I don’t blame anybody for being loyal to their brand, especially if the brand got ‘em young. Some people are BMW lifers, and that’s okay. But I’m not so sure if BMWs are ever going to speak to me in a primordial level.

UGH, IT’S WASH DAY AGAIN. NO, I’M GOING TO GET AN EXTRA DAY OUT OF THESE UNDERWEAR (sic) IF IT KILLS ME. TIGHTY WHITIES! EVERYTHING’S IN CHECK!

But you need to drive an E30. If you want to pass yourself off as a car enthusiast, an E30 is more of a prerequisite than English Comp 1. The acceleration has zero dead spots. It doesn’t climb onto the camb. And when you hear people who are into cars referring to something as ‘climbing onto the camb’,
[TEXT: “Climbing onto the camb.”]

it means with most double-overhead-camb engines, you h-there’s a point where the cambs start to speed up. Now I know that’s sort of a misnomer, but I’m speaking from a kind of an imaginative standpoint – imagine you’re watching that tach go up. There’s a point where it will jump. Hondas are notorious for this, and that’s why people like Hondas so much. But E30s don’t do that – in fact, most BMWs don’t do that. There’s no tipping point in the rev range. When you hear a car journalist refer to something called a ‘linear power band’, this is what they’re talking about:
[TEXT: “Linear power band”]

Say you want to go fast, so you give it 3/4ths throttle. And you’re revving from 2000RPM to 6000RPM. With most naturally-aspirated double-cam engines with four valves, somewhere between 4000RPM and 5000RPM, the revs will start climbing faster even though your foot hasn’t moved. That’s ‘climbing onto the camb’, but a BMW E30, that tachometer will move at a steady pace all the way up and down. So if you’re going autocrossing, or if you’re at a track day…bro,
[TEXT, SMALL: bro]

you can make fine adjustments to your speed while at high RPM without a sudden burst of power getting to the rear wheels and breaking you loose, and making you spin.
---
LIVE, MR REGULAR AND OWNER, DRIVING ALONG:
[MR. REGULAR:] Can I give it just a little bit?

[OWNER:] Yeah, sure, that’s alright.

*E30 revs loudly*

[MR. REGULAR:] Ooh!

[OWNER:] Yeah, *chuckles*

[MR. REGULAR:] That’s why people like E30s!
---
MONOLOGUE by MR REGULAR
A BMW E30 is classically perfect – it’s the best introduction to any sort of enthusiast driving experience. Okay, so you’re 20, and you’ve been driving your hand-me-down Oldsmobile Alero, but you want to get into cars, what should you pick?

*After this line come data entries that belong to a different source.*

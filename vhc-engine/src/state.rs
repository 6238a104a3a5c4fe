//! Shared job state management
//!
//! Local cache of everything the engine knows about one job: persisted
//! finding records, their part lines, the optimistic display-level status
//! overlay used while operations are in flight, and per-field dirty
//! stamps that protect recent local edits from being clobbered by the
//! store's change feed.
//!
//! Mutated only through interleaved async completions; no engine-owned
//! threads touch it.

use std::collections::HashMap;
use std::sync::Arc;
use std::time::Duration;
use tokio::sync::RwLock;
use tokio::time::Instant;

use vhc_common::ids::{CanonicalId, DisplayId};
use vhc_common::model::{ApprovalStatus, DisplayStatus, JobSnapshot, PartLine, PersistedFinding};

use crate::store::StatusPatch;

/// Locally editable fields of a persisted finding, for dirty tracking
#[derive(Debug, Clone, Copy, PartialEq, Eq, Hash)]
pub enum FindingField {
    ApprovalStatus,
    DisplayStatus,
    LabourHours,
    LabourComplete,
    PartsComplete,
    PartsNotRequired,
    TotalOverride,
}

#[derive(Default)]
struct JobStateInner {
    findings: HashMap<CanonicalId, PersistedFinding>,
    part_lines: HashMap<CanonicalId, Vec<PartLine>>,
    /// Optimistic display-level statuses for in-flight operations
    overlay: HashMap<DisplayId, ApprovalStatus>,
    /// When each editable field was last modified by this session
    dirty: HashMap<(CanonicalId, FindingField), Instant>,
    /// Last computed value of the job completion signal
    completion: Option<bool>,
}

/// Shared job state
#[derive(Clone, Default)]
pub struct SharedJobState {
    inner: Arc<RwLock<JobStateInner>>,
}

impl SharedJobState {
    pub fn new() -> Self {
        Self::default()
    }

    /// Replace cache contents from a freshly fetched job snapshot.
    pub async fn load_snapshot(&self, snapshot: &JobSnapshot) {
        let mut inner = self.inner.write().await;
        inner.findings = snapshot
            .findings
            .iter()
            .map(|f| (f.canonical_id, f.clone()))
            .collect();
        inner.part_lines.clear();
        for line in &snapshot.part_lines {
            inner
                .part_lines
                .entry(line.finding_id)
                .or_default()
                .push(line.clone());
        }
        inner.overlay.clear();
        inner.dirty.clear();
    }

    pub async fn finding(&self, id: CanonicalId) -> Option<PersistedFinding> {
        self.inner.read().await.findings.get(&id).cloned()
    }

    pub async fn all_findings(&self) -> Vec<PersistedFinding> {
        self.inner.read().await.findings.values().cloned().collect()
    }

    pub async fn upsert_finding(&self, finding: PersistedFinding) {
        self.inner
            .write()
            .await
            .findings
            .insert(finding.canonical_id, finding);
    }

    pub async fn part_lines(&self, id: CanonicalId) -> Vec<PartLine> {
        self.inner
            .read()
            .await
            .part_lines
            .get(&id)
            .cloned()
            .unwrap_or_default()
    }

    pub async fn set_part_lines(&self, id: CanonicalId, lines: Vec<PartLine>) {
        self.inner.write().await.part_lines.insert(id, lines);
    }

    /// Snapshot of findings with their part lines, for aggregation.
    pub async fn findings_with_parts(&self) -> Vec<(PersistedFinding, Vec<PartLine>)> {
        let inner = self.inner.read().await;
        inner
            .findings
            .values()
            .map(|f| {
                let parts = inner
                    .part_lines
                    .get(&f.canonical_id)
                    .cloned()
                    .unwrap_or_default();
                (f.clone(), parts)
            })
            .collect()
    }

    /// Apply a patch to the cached record, returning the pre-patch record
    /// for revert. None if the record is unknown.
    pub async fn apply_patch(
        &self,
        id: CanonicalId,
        patch: &StatusPatch,
    ) -> Option<PersistedFinding> {
        let mut inner = self.inner.write().await;
        let finding = inner.findings.get_mut(&id)?;
        let prior = finding.clone();
        patch.apply_to(finding);
        Some(prior)
    }

    /// Restore a previously snapshotted record (revert path).
    pub async fn restore(&self, prior: PersistedFinding) {
        self.inner
            .write()
            .await
            .findings
            .insert(prior.canonical_id, prior);
    }

    // ---- optimistic overlay ----

    pub async fn overlay_set(&self, display_id: DisplayId, status: ApprovalStatus) {
        self.inner.write().await.overlay.insert(display_id, status);
    }

    pub async fn overlay_get(&self, display_id: &DisplayId) -> Option<ApprovalStatus> {
        self.inner.read().await.overlay.get(display_id).copied()
    }

    pub async fn overlay_clear(&self, display_id: &DisplayId) {
        self.inner.write().await.overlay.remove(display_id);
    }

    /// Put the overlay back how it was before an optimistic apply.
    pub async fn overlay_restore(&self, display_id: &DisplayId, prior: Option<ApprovalStatus>) {
        let mut inner = self.inner.write().await;
        match prior {
            Some(status) => inner.overlay.insert(display_id.clone(), status),
            None => inner.overlay.remove(display_id),
        };
    }

    // ---- dirty-field tracking ----

    pub async fn mark_dirty(&self, id: CanonicalId, field: FindingField) {
        self.inner
            .write()
            .await
            .dirty
            .insert((id, field), Instant::now());
    }

    pub async fn clear_dirty(&self, id: CanonicalId, field: FindingField) {
        self.inner.write().await.dirty.remove(&(id, field));
    }

    /// Whether this session modified the field within the given window.
    pub async fn dirty_within(
        &self,
        id: CanonicalId,
        field: FindingField,
        window: Duration,
    ) -> bool {
        self.inner
            .read()
            .await
            .dirty
            .get(&(id, field))
            .map(|stamp| stamp.elapsed() <= window)
            .unwrap_or(false)
    }

    /// Record a newly computed completion value, returning the previous one.
    pub async fn swap_completion(&self, complete: bool) -> Option<bool> {
        let mut inner = self.inner.write().await;
        inner.completion.replace(complete)
    }

    /// Convenience for presentation: the status to show for a finding,
    /// preferring decided display hints over severity colours.
    pub async fn display_status(&self, id: CanonicalId) -> Option<DisplayStatus> {
        self.inner
            .read()
            .await
            .findings
            .get(&id)
            .map(|f| f.display_status)
    }
}
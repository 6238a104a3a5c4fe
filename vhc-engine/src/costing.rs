//! Cost Aggregator
//!
//! Per-finding parts cost, labour cost, and total (respecting manual
//! overrides), rolled up by decision bucket and severity bucket. The two
//! bucket dimensions are orthogonal: an authorized red item counts toward
//! the authorized total and still displays with red styling.
//!
//! All money is `Decimal`; unpriced parts are a distinct state, not zero.

use rust_decimal::Decimal;
use serde::{Deserialize, Serialize};

use vhc_common::config::EngineConfig;
use vhc_common::model::{ApprovalStatus, PartLine, PersistedFinding, Severity};

/// Which labour rate applies
#[derive(Debug, Clone, Copy, PartialEq, Eq)]
pub enum Audience {
    Technician,
    Customer,
}

/// Configured hourly labour rates
#[derive(Debug, Clone, PartialEq)]
pub struct LabourRates {
    pub technician: Decimal,
    pub customer: Decimal,
}

impl LabourRates {
    pub fn from_config(config: &EngineConfig) -> Self {
        Self {
            technician: config.labour_rate_technician,
            customer: config.labour_rate_customer,
        }
    }

    pub fn rate(&self, audience: Audience) -> Decimal {
        match audience {
            Audience::Technician => self.technician,
            Audience::Customer => self.customer,
        }
    }
}

/// Parts cost of a finding
///
/// `Unpriced` means nobody has linked parts or flagged them unnecessary
/// yet: "not yet priced", which blocks parts-completion but counts as
/// zero inside a total sum.
#[derive(Debug, Clone, PartialEq, Serialize, Deserialize)]
pub enum PartsCost {
    /// Sum of linked part lines
    Priced(Decimal),
    /// Explicitly flagged as needing no parts
    NotRequired,
    /// No linked parts and no flag
    Unpriced,
}

impl PartsCost {
    /// Contribution to a money total.
    pub fn charge(&self) -> Decimal {
        match self {
            PartsCost::Priced(amount) => *amount,
            PartsCost::NotRequired | PartsCost::Unpriced => Decimal::ZERO,
        }
    }

    /// Whether the parts side of this finding is settled.
    pub fn is_resolved(&self) -> bool {
        !matches!(self, PartsCost::Unpriced)
    }
}

/// Parts cost for a finding given its linked part lines.
pub fn parts_cost(finding: &PersistedFinding, parts: &[PartLine]) -> PartsCost {
    if !parts.is_empty() {
        PartsCost::Priced(parts.iter().map(PartLine::cost).sum())
    } else if finding.parts_not_required {
        PartsCost::NotRequired
    } else {
        PartsCost::Unpriced
    }
}

/// Labour cost at the given hourly rate. None when no estimate exists.
pub fn labour_cost(hours: Option<f64>, rate: Decimal) -> Option<Decimal> {
    let hours = hours?;
    let hours = Decimal::from_f64_retain(hours).unwrap_or_default();
    Some((hours * rate).round_dp(2))
}

/// Computed money for one finding
#[derive(Debug, Clone, PartialEq)]
pub struct CostBreakdown {
    pub parts: PartsCost,
    pub labour: Option<Decimal>,
    /// parts + labour, with unpriced parts counted as zero
    pub computed: Decimal,
    /// The figure to show: the override when one is set and positive,
    /// the computed sum otherwise
    pub total: Decimal,
    pub overridden: bool,
}

/// Full cost breakdown for one finding.
pub fn finding_costs(
    finding: &PersistedFinding,
    parts: &[PartLine],
    rates: &LabourRates,
    audience: Audience,
) -> CostBreakdown {
    let parts = parts_cost(finding, parts);
    let labour = labour_cost(finding.labour_hours, rates.rate(audience));
    let computed = parts.charge() + labour.unwrap_or_default();

    // A zero or missing override means "no override"
    let (total, overridden) = match finding.total_override {
        Some(value) if value > Decimal::ZERO => (value, true),
        _ => (computed, false),
    };

    CostBreakdown {
        parts,
        labour,
        computed,
        total,
        overridden,
    }
}

/// Decision bucket a finding aggregates into.
///
/// Completed work was authorized work, so it stays in the authorized
/// bucket.
#[derive(Debug, Clone, Copy, PartialEq, Eq, Hash)]
pub enum DecisionBucket {
    Pending,
    Authorized,
    Declined,
}

impl DecisionBucket {
    pub fn for_status(status: ApprovalStatus) -> Self {
        match status {
            ApprovalStatus::Pending => DecisionBucket::Pending,
            ApprovalStatus::Authorized | ApprovalStatus::Completed => DecisionBucket::Authorized,
            ApprovalStatus::Declined => DecisionBucket::Declined,
        }
    }
}

/// Job-level money roll-up
///
/// Decision buckets and severity buckets are independent dimensions of
/// the same pass; every costed finding lands in exactly one of each.
#[derive(Debug, Clone, Default, PartialEq)]
pub struct JobTotals {
    pub pending: Decimal,
    /// Pending split by severity for the red/amber customer views
    pub pending_red: Decimal,
    pub pending_amber: Decimal,
    pub pending_green: Decimal,
    pub authorized: Decimal,
    pub declined: Decimal,
    pub red: Decimal,
    pub amber: Decimal,
    pub green: Decimal,
}

/// Aggregate totals over findings and their part lines.
pub fn aggregate<'a, I>(items: I, rates: &LabourRates, audience: Audience) -> JobTotals
where
    I: IntoIterator<Item = (&'a PersistedFinding, &'a [PartLine])>,
{
    let mut totals = JobTotals::default();

    for (finding, parts) in items {
        let total = finding_costs(finding, parts, rates, audience).total;

        match DecisionBucket::for_status(finding.approval_status) {
            DecisionBucket::Pending => {
                totals.pending += total;
                match finding.severity {
                    Severity::Red => totals.pending_red += total,
                    Severity::Amber => totals.pending_amber += total,
                    _ => totals.pending_green += total,
                }
            }
            DecisionBucket::Authorized => totals.authorized += total,
            DecisionBucket::Declined => totals.declined += total,
        }

        match finding.severity {
            Severity::Red => totals.red += total,
            Severity::Amber => totals.amber += total,
            _ => totals.green += total,
        }
    }

    totals
}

And you have no idea what you wanna do, but you know you wanna do it in the correct way. You get an E30.

An E30 is to cars what Magic: The Gathering is to card-based fantasy games. What a Ruger 1022 is to marksmanship. What a Ninja 250 is to motorcycling. What Audio-Technica is to sound recording. What AMD is to building your first computer. What Yingling porter is to being introduced to craft beer. What Peace Rock in Hamburg is to doing stupid stuff. What a Yamaha Blaster is to broken collar bones.

Driving the E30 now in 2014 is like finally banging the prom queen, except she’s 41, four kids deep, twice divorced and out of options. But you’re taking the plunge anyway, so you can say you did.
---
OUTRO SONG by THE ROMAN (warning, bassy)
I’m be flirty,
My knees dirty,
From assuming the position of the E30,

I’m still wordy with the things I say,
Same way I ain’t choosy about the girls I lay,
Well, assuming that I’m getting laid at all,
Hell, it’s tough getting up the same old hall smell(?)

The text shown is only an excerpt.